The spermatogenesis associated serine rich 2 (SPATS2), which is predicted as a cytoplasmic RNA-binding protein, is initially discovered in testis and plays an important role in spermatogenesis4. SPATS2 has been found significantly downregulated in human oral epithelial cells after treatment with bisphenol A5. Subsequently, SPATS2 was identified as a novel diagnostic biomarker in squamous cell carcinoma6. SPATS2 participated in the process of lncRNA SNHG5-mediated colorectal cancer cell survival7. In addition, SPATS2 was associated with prostate cancer progression8. Recently, Xing et al. reported that SPATS2 was highly expressed in liver cancer and has the high diagnostic ability9. However, the expression profile and function of SPATS2 in HCC remains unclear.
MiRNAs are a class of small non-coding RNAs that post-transcriptionally regulate gene expression through targeting their 3′-untranslated regions (3-UTRs)10,11. Emerging evidence has widely confirmed the critical role of miRNAs in tumorigenesis.
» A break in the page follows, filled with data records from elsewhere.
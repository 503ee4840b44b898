// ── Backend seam ──
//
// The dashboard talks to the remote service through this trait so the
// store can run against the real HTTP client or an in-memory double.
// Errors stay in the API crate's taxonomy; the dashboard tags them with
// the operation.

use async_trait::async_trait;
use secrecy::SecretString;

use dropradar_api::{DropRadarClient, Error as ApiError, ListQuery};

use crate::model::{Domain, DomainId, ScanOptions, ScanResult, Stats};

#[async_trait]
pub trait Backend: Send + Sync {
    async fn list_domains(&self, query: &ListQuery) -> Result<Vec<Domain>, ApiError>;

    async fn stats(&self) -> Result<Stats, ApiError>;

    async fn start_scan(&self, options: &ScanOptions) -> Result<ScanResult, ApiError>;

    /// Returns the backend's acknowledgement message.
    async fn delete_domain(&self, id: DomainId) -> Result<String, ApiError>;

    /// Returns the backend's acknowledgement message.
    async fn clear_domains(&self) -> Result<String, ApiError>;

    /// Returns the backend's acknowledgement message.
    async fn test_notification(&self, bark_key: &SecretString) -> Result<String, ApiError>;
}

#[async_trait]
impl Backend for DropRadarClient {
    async fn list_domains(&self, query: &ListQuery) -> Result<Vec<Domain>, ApiError> {
        let page = DropRadarClient::list_domains(self, query).await?;
        Ok(page.domains.into_iter().map(Domain::from).collect())
    }

    async fn stats(&self) -> Result<Stats, ApiError> {
        DropRadarClient::stats(self).await.map(Stats::from)
    }

    async fn start_scan(&self, options: &ScanOptions) -> Result<ScanResult, ApiError> {
        let mode = options.mode.map(|m| m.as_ref().to_owned());
        DropRadarClient::start_scan(self, mode.as_deref(), options.bark_key.as_ref())
            .await
            .map(ScanResult::from)
    }

    async fn delete_domain(&self, id: DomainId) -> Result<String, ApiError> {
        DropRadarClient::delete_domain(self, id.get())
            .await
            .map(|r| r.message)
    }

    async fn clear_domains(&self) -> Result<String, ApiError> {
        DropRadarClient::clear_domains(self).await.map(|r| r.message)
    }

    async fn test_notification(&self, bark_key: &SecretString) -> Result<String, ApiError> {
        DropRadarClient::test_notification(self, bark_key)
            .await
            .map(|r| r.message)
    }
}
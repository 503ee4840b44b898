//! Command dispatch: bridges CLI args -> dashboard operations -> output.

pub mod config_cmd;
pub mod dashboard;
pub mod domains;
pub mod notify;
pub mod scan;
pub mod stats;
pub mod util;

use crate::cli::{Command, GlobalOpts};
use crate::config::Resolved;
use crate::error::CliError;

/// Dispatch a backend-bound command to the appropriate handler.
pub async fn dispatch(
    cmd: Command,
    resolved: Resolved,
    global: &GlobalOpts,
) -> Result<(), CliError> {
    match cmd {
        Command::Domains(args) => domains::handle(args, &resolved, global).await,
        Command::Stats(args) => stats::handle(&args, &resolved, global).await,
        Command::Dashboard(args) => dashboard::handle(args, &resolved, global).await,
        Command::Scan(args) => scan::handle(args, &resolved, global).await,
        Command::Notify(args) => notify::handle(args, &resolved, global).await,
        // Config and Completions are handled before dispatch
        Command::Config(_) | Command::Completions(_) => unreachable!(),
    }
}
//! CLI configuration: thin wrapper around `dropradar_config` shared types.
//!
//! Adds the resolution steps that honor `GlobalOpts` flag overrides
//! (--api-url, --timeout, --bark-key).

use std::time::Duration;

use clap::parser::ValueSource;
use clap::{ArgMatches, ValueEnum};
use secrecy::SecretString;
use tracing::warn;

use dropradar_core::DashboardConfig;

use crate::cli::{ColorMode, GlobalOpts, OutputFormat};
use crate::error::CliError;

// ── Re-exports from shared crate ────────────────────────────────────

pub use dropradar_config::{
    Config, Defaults, Profile, config_path, load_config, load_config_or_default, save_config,
    store_bark_key,
};

/// Everything a backend-bound command needs from config + flags.
pub struct Resolved {
    pub profile_name: String,
    pub profile: Profile,
    pub dashboard: DashboardConfig,
}

/// Resolve the active profile name from CLI flags and config.
pub fn active_profile_name(global: &GlobalOpts, config: &Config) -> String {
    config.active_profile_name(global.profile.as_deref())
}

/// Translate the active profile + global flags into a `DashboardConfig`.
///
/// Flag values win over profile values, which win over `[defaults]`.
pub fn resolve(global: &GlobalOpts) -> Result<Resolved, CliError> {
    let cfg = load_config()?;
    let profile_name = active_profile_name(global, &cfg);
    let profile = cfg.profile(&profile_name)?;

    let mut dashboard = dropradar_config::profile_to_dashboard_config(&profile, &cfg.defaults)?;

    if let Some(ref raw) = global.api_url {
        dashboard.api_url = raw.parse().map_err(|_| CliError::Validation {
            field: "api-url".into(),
            reason: format!("invalid URL: {raw}"),
        })?;
    }
    if let Some(secs) = global.timeout {
        dashboard.timeout = Duration::from_secs(secs);
    }

    Ok(Resolved {
        profile_name,
        profile,
        dashboard,
    })
}

/// Fill `--output` and `--color` from `[defaults]` when neither the flag
/// nor its env var was given.
pub fn apply_output_defaults(global: &mut GlobalOpts, matches: &ArgMatches, defaults: &Defaults) {
    let unset = |id: &str| matches.value_source(id) == Some(ValueSource::DefaultValue);

    if unset("output") {
        match OutputFormat::from_str(&defaults.output, true) {
            Ok(format) => global.output = format,
            Err(_) => warn!(value = %defaults.output, "ignoring unknown [defaults] output"),
        }
    }
    if unset("color") {
        match ColorMode::from_str(&defaults.color, true) {
            Ok(mode) => global.color = mode,
            Err(_) => warn!(value = %defaults.color, "ignoring unknown [defaults] color"),
        }
    }
}

/// Bark key chain: CLI flag (or `DROPRADAR_BARK_KEY`), then the profile
/// chain (env var name, keyring, plaintext).
pub fn resolve_bark_key(
    flag: Option<&str>,
    profile: &Profile,
    profile_name: &str,
) -> Option<SecretString> {
    if let Some(key) = flag.filter(|k| !k.trim().is_empty()) {
        return Some(SecretString::from(key.to_owned()));
    }
    dropradar_config::resolve_bark_key(profile, profile_name)
}
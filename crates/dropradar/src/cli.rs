//! Clap derive structures for the `dropradar` CLI.
//!
//! Defines the command tree, global flags, and shared value types.

use clap::{Args, Parser, Subcommand, ValueEnum};

use dropradar_core::{DomainId, ScanMode, StatsSource};

// ── Top-Level CLI ────────────────────────────────────────────────────

/// dropradar -- watch expiring domains from the terminal
#[derive(Debug, Parser)]
#[command(
    name = "dropradar",
    version,
    about = "Track expiring and dropped domains from the command line",
    long_about = "A terminal dashboard for the DropRadar backend.\n\n\
        Lists expiring domains with their authority, backlink and spam scores,\n\
        shows aggregate stats, and triggers backend scans.",
    propagate_version = true,
    subcommand_required = true,
    arg_required_else_help = true
)]
pub struct Cli {
    #[command(flatten)]
    pub global: GlobalOpts,

    #[command(subcommand)]
    pub command: Command,
}

// ── Global Options ───────────────────────────────────────────────────

#[derive(Debug, Args)]
pub struct GlobalOpts {
    /// Config profile to use
    #[arg(long, short = 'p', env = "DROPRADAR_PROFILE", global = true)]
    pub profile: Option<String>,

    /// Backend base URL (overrides profile)
    #[arg(long, short = 'u', env = "DROPRADAR_API_URL", global = true)]
    pub api_url: Option<String>,

    /// Output format
    #[arg(
        long,
        short = 'o',
        env = "DROPRADAR_OUTPUT",
        default_value = "table",
        global = true
    )]
    pub output: OutputFormat,

    /// When to use color output
    #[arg(long, default_value = "auto", global = true)]
    pub color: ColorMode,

    /// Increase verbosity (-v, -vv, -vvv)
    #[arg(long, short = 'v', action = clap::ArgAction::Count, global = true)]
    pub verbose: u8,

    /// Suppress non-error output
    #[arg(long, short = 'q', global = true)]
    pub quiet: bool,

    /// Skip confirmation prompts
    #[arg(long, short = 'y', global = true)]
    pub yes: bool,

    /// Request timeout in seconds (overrides profile)
    #[arg(long, env = "DROPRADAR_TIMEOUT", global = true)]
    pub timeout: Option<u64>,
}

// ── Output & Color Enums ─────────────────────────────────────────────

#[derive(Debug, Clone, Copy, PartialEq, Eq, ValueEnum)]
pub enum OutputFormat {
    /// Pretty table (default, interactive)
    Table,
    /// Pretty-printed JSON
    Json,
    /// Compact single-line JSON
    JsonCompact,
    /// YAML
    Yaml,
    /// Plain text, one value per line (scripting)
    Plain,
}

#[derive(Debug, Clone, Copy, PartialEq, Eq, ValueEnum)]
pub enum ColorMode {
    /// Auto-detect (color if terminal is interactive)
    Auto,
    /// Always emit color codes
    Always,
    /// Never emit color codes
    Never,
}

// ── Top-Level Command Enum ───────────────────────────────────────────

#[derive(Debug, Subcommand)]
pub enum Command {
    /// List, delete, and clear tracked domains
    #[command(alias = "d")]
    Domains(DomainsArgs),

    /// Show aggregate statistics
    Stats(StatsArgs),

    /// Stats cards plus the domain table, optionally kept live
    #[command(alias = "dash")]
    Dashboard(DashboardArgs),

    /// Trigger a backend scan for newly dropped domains
    Scan(ScanArgs),

    /// Push notification helpers
    Notify(NotifyArgs),

    /// Manage CLI configuration and profiles
    Config(ConfigArgs),

    /// Generate shell completions
    Completions(CompletionsArgs),
}

// ── Shared List Arguments ────────────────────────────────────────────

/// Server-side filters plus client-side narrowing for domain lists.
#[derive(Debug, Clone, Default, Args)]
pub struct ListArgs {
    /// Max rows to fetch
    #[arg(long, short = 'l')]
    pub limit: Option<u32>,

    /// Rows to skip
    #[arg(long)]
    pub skip: Option<u32>,

    /// Minimum authority score
    #[arg(long)]
    pub min_da: Option<u32>,

    /// Maximum spam score
    #[arg(long)]
    pub max_spam: Option<u32>,

    /// Only rows with this status (available, auction, pending)
    #[arg(long)]
    pub status: Option<String>,

    /// Only domains that would trigger a high-value notification
    #[arg(long)]
    pub high_value: bool,
}

// ── Domains ──────────────────────────────────────────────────────────

#[derive(Debug, Args)]
pub struct DomainsArgs {
    #[command(subcommand)]
    pub command: DomainsCommand,
}

#[derive(Debug, Subcommand)]
pub enum DomainsCommand {
    /// List tracked domains
    #[command(alias = "ls")]
    List(ListArgs),

    /// Delete one domain by id
    #[command(alias = "rm")]
    Delete {
        /// Domain id (see `domains list`)
        id: DomainId,
    },

    /// Delete every tracked domain
    Clear,

    /// Print the registrar search link for a domain
    Link {
        /// Domain id (see `domains list`)
        id: DomainId,
    },
}

// ── Stats / Dashboard ────────────────────────────────────────────────

#[derive(Debug, Args)]
pub struct StatsArgs {
    /// Where stats come from: server or local
    #[arg(long)]
    pub source: Option<StatsSource>,

    /// Low-spam threshold for local stats (exclusive)
    #[arg(long)]
    pub low_spam_threshold: Option<u32>,
}

#[derive(Debug, Args)]
pub struct DashboardArgs {
    #[command(flatten)]
    pub list: ListArgs,

    #[command(flatten)]
    pub stats: StatsArgs,

    /// Refresh every N seconds until interrupted
    #[arg(long, short = 'w', value_name = "SECS")]
    pub watch: Option<u64>,
}

// ── Scan ─────────────────────────────────────────────────────────────

#[derive(Debug, Args)]
pub struct ScanArgs {
    /// Data source: mock, domainsdb, expireddomains, mixed
    #[arg(long, short = 'm')]
    pub mode: Option<ScanMode>,

    /// Bark device key for high-value notifications
    #[arg(long, env = "DROPRADAR_BARK_KEY", hide_env_values = true)]
    pub bark_key: Option<String>,

    /// Scan deadline in seconds (minimum 30)
    #[arg(long)]
    pub scan_timeout: Option<u64>,
}

// ── Notify ───────────────────────────────────────────────────────────

#[derive(Debug, Args)]
pub struct NotifyArgs {
    #[command(subcommand)]
    pub command: NotifyCommand,
}

#[derive(Debug, Subcommand)]
pub enum NotifyCommand {
    /// Send a test push to the configured Bark device
    Test {
        /// Bark device key (overrides profile)
        #[arg(long, env = "DROPRADAR_BARK_KEY", hide_env_values = true)]
        bark_key: Option<String>,
    },
}

// ── Config ───────────────────────────────────────────────────────────

#[derive(Debug, Args)]
pub struct ConfigArgs {
    #[command(subcommand)]
    pub command: ConfigCommand,
}

#[derive(Debug, Subcommand)]
pub enum ConfigCommand {
    /// Interactive setup wizard
    Init,

    /// Show the current configuration (secrets redacted)
    Show,

    /// Print the config file path
    Path,

    /// List configured profiles
    Profiles,

    /// Set the default profile
    Use {
        /// Profile name
        name: String,
    },

    /// Set a key on the active profile
    Set {
        /// api_url, scan_mode, stats_source, low_spam_threshold, timeout,
        /// scan_timeout, bark_key_env
        key: String,
        value: String,
    },

    /// Store a bark key in the system keyring
    SetBarkKey {
        /// Profile to store it for (defaults to the active profile)
        #[arg(long)]
        profile: Option<String>,
    },
}

// ── Completions ──────────────────────────────────────────────────────

#[derive(Debug, Args)]
pub struct CompletionsArgs {
    /// Shell to generate completions for
    pub shell: clap_complete::Shell,
}

#[cfg(test)]
mod tests {
    use clap::CommandFactory;

    use super::*;

    #[test]
    fn command_tree_is_consistent() {
        Cli::command().debug_assert();
    }

    #[test]
    fn parses_scan_mode_and_domain_id() {
        let cli = Cli::try_parse_from(["dropradar", "scan", "--mode", "mixed"]).ok();
        assert!(matches!(
            cli.map(|c| c.command),
            Some(Command::Scan(ScanArgs {
                mode: Some(ScanMode::Mixed),
                ..
            }))
        ));

        let cli = Cli::try_parse_from(["dropradar", "domains", "delete", "42"]).ok();
        assert!(matches!(
            cli.map(|c| c.command),
            Some(Command::Domains(DomainsArgs {
                command: DomainsCommand::Delete { id },
            })) if id == DomainId::from(42)
        ));
    }
}
//! Shared helpers for command handlers.

use std::io::IsTerminal;

use tracing::debug;

use dropradar_core::{DashboardConfig, ListQuery, StatsSource};

use crate::cli::{ListArgs, StatsArgs};
use crate::error::CliError;

/// Prompt for confirmation, auto-approving if `--yes` was passed.
///
/// Without a terminal there is nobody to ask, so the operation is refused
/// instead of silently declined.
pub fn confirm(action: &str, message: &str, yes_flag: bool) -> Result<bool, CliError> {
    if yes_flag {
        return Ok(true);
    }
    if !std::io::stdin().is_terminal() {
        return Err(CliError::NonInteractiveRequiresYes {
            action: action.into(),
        });
    }
    let confirmed = dialoguer::Confirm::new()
        .with_prompt(message)
        .default(false)
        .interact()
        .map_err(|e| CliError::Io(std::io::Error::other(e)))?;
    Ok(confirmed)
}

/// Server-side filters from list flags.
pub fn list_query(args: &ListArgs) -> ListQuery {
    ListQuery {
        skip: args.skip,
        limit: args.limit,
        min_da: args.min_da,
        max_spam: args.max_spam,
        status: args.status.clone(),
    }
}

/// Whether the rows shown are a subset of what the backend tracks.
pub fn narrows(args: &ListArgs) -> bool {
    args.high_value || list_query(args) != ListQuery::default()
}

/// Resolve `--source` and `--low-spam-threshold` against the profile.
///
/// Server stats always aggregate the whole table, so a narrowed view or
/// an explicit threshold switches to local stats. Asking for server stats
/// explicitly in either case is rejected.
pub fn apply_stats_args(
    config: &mut DashboardConfig,
    args: &StatsArgs,
    narrowed: bool,
) -> Result<(), CliError> {
    let needs_local = narrowed || args.low_spam_threshold.is_some();

    match args.source {
        Some(StatsSource::Server) if narrowed => {
            return Err(CliError::Validation {
                field: "source".into(),
                reason: "server stats cover every domain and can't describe a filtered list; \
                         drop the filters or use --source local"
                    .into(),
            });
        }
        Some(StatsSource::Server) if args.low_spam_threshold.is_some() => {
            return Err(CliError::Validation {
                field: "low_spam_threshold".into(),
                reason: "only applies to --source local".into(),
            });
        }
        Some(source) => config.stats_source = source,
        None if needs_local && config.stats_source == StatsSource::Server => {
            debug!(narrowed, "computing stats locally for this view");
            config.stats_source = StatsSource::Local;
        }
        None => {}
    }

    if let Some(threshold) = args.low_spam_threshold {
        config.low_spam_threshold = threshold;
    }
    Ok(())
}

/// Map a dialoguer / interactive I/O failure into CliError.
pub fn prompt_err(e: impl std::fmt::Display) -> CliError {
    CliError::Validation {
        field: "interactive".into(),
        reason: format!("prompt failed: {e}"),
    }
}

#[cfg(test)]
#[allow(clippy::unwrap_used)]
mod tests {
    use super::*;

    fn stats_args(source: Option<StatsSource>, threshold: Option<u32>) -> StatsArgs {
        StatsArgs {
            source,
            low_spam_threshold: threshold,
        }
    }

    #[test]
    fn filters_mark_the_view_narrowed() {
        assert!(!narrows(&ListArgs::default()));
        assert!(narrows(&ListArgs {
            min_da: Some(30),
            ..ListArgs::default()
        }));
        assert!(narrows(&ListArgs {
            high_value: true,
            ..ListArgs::default()
        }));
    }

    #[test]
    fn narrowed_view_switches_to_local_stats() {
        let mut config = DashboardConfig::default();
        apply_stats_args(&mut config, &stats_args(None, None), true).unwrap();
        assert_eq!(config.stats_source, StatsSource::Local);

        let mut config = DashboardConfig::default();
        apply_stats_args(&mut config, &stats_args(None, None), false).unwrap();
        assert_eq!(config.stats_source, StatsSource::Server);
    }

    #[test]
    fn explicit_server_source_rejects_filters() {
        let mut config = DashboardConfig::default();
        let err =
            apply_stats_args(&mut config, &stats_args(Some(StatsSource::Server), None), true)
                .unwrap_err();
        assert!(matches!(err, CliError::Validation { ref field, .. } if field == "source"));
    }

    #[test]
    fn threshold_needs_local_stats() {
        let mut config = DashboardConfig::default();
        apply_stats_args(&mut config, &stats_args(None, Some(3)), false).unwrap();
        assert_eq!(config.stats_source, StatsSource::Local);
        assert_eq!(config.low_spam_threshold, 3);

        let mut config = DashboardConfig::default();
        let err = apply_stats_args(
            &mut config,
            &stats_args(Some(StatsSource::Server), Some(3)),
            false,
        )
        .unwrap_err();
        assert!(
            matches!(err, CliError::Validation { ref field, .. } if field == "low_spam_threshold")
        );
    }
}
MiRNAs could promote carcinogenesis through targeting tumor suppressor genes or inhibit tumor development by suppressing oncogenes12,13,14,15,16. MiR-145-5p has been characterized as a tumor suppressor in gastric cancer17, colorectal cancer18, breast cancer19, and bladder cancer20. Nevertheless, study has shown that MiR-145-5p could promote lung cancer development, which indicates that MiR-145-5p might have different biological functions in different cancer types21. Additionally, MiR-145-5p expression was significant decreased in hepatitis B virus-associated HCC and low miR-145-5p expression predicted poor prognosis of HCC patients22,23,24. Nevertheless, how MiR-145-5p regulates the progression of HCC is not fully understood.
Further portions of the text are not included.